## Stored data
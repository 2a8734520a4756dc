use super::{visit_elements, Transform, Visit};
use crate::dom::{HtmlElement, HtmlNode};
use crate::error::ExportError;
use crate::export::ExportOptions;
use cyclenotes_document::datetime::{parse_datetime, to_iso};
use cyclenotes_document::markers;
use tracing::debug;

/// Date-time placeholders become `<time>`; the `datetime` attribute is only
/// set when the value could be resolved
#[derive(Debug)]
pub struct DateTimeRendering;

impl Transform for DateTimeRendering {
    fn name(&self) -> &'static str {
        "datetime"
    }

    fn apply(&self, nodes: &mut [HtmlNode], _options: &ExportOptions) -> Result<usize, ExportError> {
        let mut count = 0;
        visit_elements(nodes, None, &mut |node, _parent| {
            let HtmlNode::Element(element) = node else {
                return Ok(Visit::Descend);
            };
            let Some(raw) = element.attr(markers::DATETIME) else {
                return Ok(Visit::Descend);
            };
            let raw = raw.to_string();

            let resolved = match element.attr(markers::DATETIME_RESOLVED) {
                Some(iso) if !iso.trim().is_empty() => Some(iso.trim().to_string()),
                _ => parse_datetime(&raw).map(|value| to_iso(&value)),
            };
            if resolved.is_none() {
                debug!(raw = %raw, "Date-time value could not be resolved");
            }

            let mut time = HtmlElement::new("time").with_class(markers::DATETIME_CLASS);
            if let Some(iso) = resolved {
                time.set_attr("datetime", iso);
            }
            *node = time.with_text(raw).into();
            count += 1;
            Ok(Visit::Skip)
        })?;
        Ok(count)
    }
}

#[cfg(test)]
mod tests {
    use super::*;
    use crate::parser::parse_fragment;
    use crate::printer::{print_html, PrintOptions};

    fn run(html: &str) -> String {
        let mut nodes = parse_fragment(html);
        DateTimeRendering.apply(&mut nodes, &ExportOptions::default()).unwrap();
        print_html(&nodes, &PrintOptions::default())
    }

    #[test]
    fn test_resolved_attribute_wins() {
        assert_eq!(
            run(r#"<span data-lexical-datetime="next Tuesday" data-lexical-datetime-resolved="2024-05-07T09:00:00.000Z">next Tuesday</span>"#),
            r#"<time class="notes-datetime" datetime="2024-05-07T09:00:00.000Z">next Tuesday</time>"#
        );
    }

    #[test]
    fn test_raw_value_is_parsed() {
        assert_eq!(
            run(r#"<span data-lexical-datetime="2024-03-01">2024-03-01</span>"#),
            r#"<time class="notes-datetime" datetime="2024-03-01T00:00:00.000Z">2024-03-01</time>"#
        );
    }

    #[test]
    fn test_unparseable_value_has_no_datetime_attribute() {
        assert_eq!(
            run(r#"<span data-lexical-datetime="whenever">whenever</span>"#),
            r#"<time class="notes-datetime">whenever</time>"#
        );
    }
}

## What to do
Only the lines containing the word "ExportOptions" should be returned from the data above.

## Written answer
use crate::export::ExportOptions;
    fn apply(&self, nodes: &mut [HtmlNode], _options: &ExportOptions) -> Result<usize, ExportError> {
        DateTimeRendering.apply(&mut nodes, &ExportOptions::default()).unwrap();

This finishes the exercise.